▶ _Directions for this task_:
Among the entries that follow, find every line with the word "Debug" and copy it.

─── Data ───

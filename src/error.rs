//! Error types for deck operations.

use thiserror::Error;

/// Errors that can occur when drawing from a deck.
///
/// A failed draw leaves the deck untouched; there is no partial draw.
#[derive(Debug, Clone, Copy, PartialEq, Eq, Error)]
pub enum DrawError {
    /// Not enough cards remaining in the deck.
    #[error("not enough cards remaining in the deck")]
    InsufficientCards,
    /// Draw count must be at least one.
    #[error("draw count must be at least one")]
    InvalidCount,
}
//! The deck: a mutable, ordered sequence of remaining cards.

use alloc::vec::Vec;

use rand::SeedableRng;
use rand::seq::SliceRandom;
use rand_chacha::ChaCha8Rng;

use crate::card::Card;
use crate::error::DrawError;

/// A 52-card deck supporting draw, refill, and shuffle.
///
/// The deck starts as the full canonical set from [`Card::full_set`] and
/// owns a seeded RNG for shuffling, so a given seed yields a reproducible
/// sequence of shuffles. Index 0 is the bottom of the deck; draws come off
/// the back.
///
/// The deck performs no internal locking. Share it across threads only
/// behind external synchronization.
///
/// # Example
///
/// ```
/// use trumpdeck::Deck;
///
/// let mut deck = Deck::new(42);
/// deck.shuffle();
/// let hand = deck.draw(5)?;
/// assert_eq!(hand.len(), 5);
/// assert_eq!(deck.cards_remaining(), 47);
/// # Ok::<(), trumpdeck::DrawError>(())
/// ```
#[derive(Debug, Clone)]
pub struct Deck {
    /// Remaining cards, bottom first.
    cards: Vec<Card>,
    /// Random number generator for shuffling.
    rng: ChaCha8Rng,
}

impl Deck {
    /// Creates a full, unshuffled deck with the given RNG seed.
    #[must_use]
    pub fn new(seed: u64) -> Self {
        Self {
            cards: Card::full_set(),
            rng: ChaCha8Rng::seed_from_u64(seed),
        }
    }

    /// Removes and returns the top `count` cards.
    ///
    /// Cards come back top-first. The draw is all-or-nothing: on error the
    /// deck is unchanged.
    ///
    /// # Errors
    ///
    /// Returns [`DrawError::InvalidCount`] if `count` is zero, and
    /// [`DrawError::InsufficientCards`] if `count` exceeds the number of
    /// cards remaining.
    pub fn draw(&mut self, count: usize) -> Result<Vec<Card>, DrawError> {
        if count == 0 {
            return Err(DrawError::InvalidCount);
        }
        if count > self.cards.len() {
            return Err(DrawError::InsufficientCards);
        }

        let mut drawn = Vec::with_capacity(count);
        for _ in 0..count {
            // Length was checked above; the deck cannot run out mid-draw.
            if let Some(card) = self.cards.pop() {
                drawn.push(card);
            }
        }

        Ok(drawn)
    }

    /// Resets the deck to the full canonical 52-card set.
    ///
    /// Previously drawn cards are discarded and any shuffle order is lost.
    pub fn refill(&mut self) {
        self.cards = Card::full_set();
    }

    /// Shuffles the remaining cards into a uniformly random order in place.
    ///
    /// The membership and size of the deck are unchanged.
    pub fn shuffle(&mut self) {
        self.cards.shuffle(&mut self.rng);
    }

    /// Returns the remaining cards, bottom first.
    #[must_use]
    pub fn cards(&self) -> &[Card] {
        &self.cards
    }

    /// Returns the number of cards remaining.
    #[must_use]
    pub fn cards_remaining(&self) -> usize {
        self.cards.len()
    }

    /// Returns whether the deck is empty.
    #[must_use]
    pub fn is_empty(&self) -> bool {
        self.cards.is_empty()
    }
}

───

▶ _Your response_:
#[derive(Debug, Clone, Copy, PartialEq, Eq, Error)]
#[derive(Debug, Clone)]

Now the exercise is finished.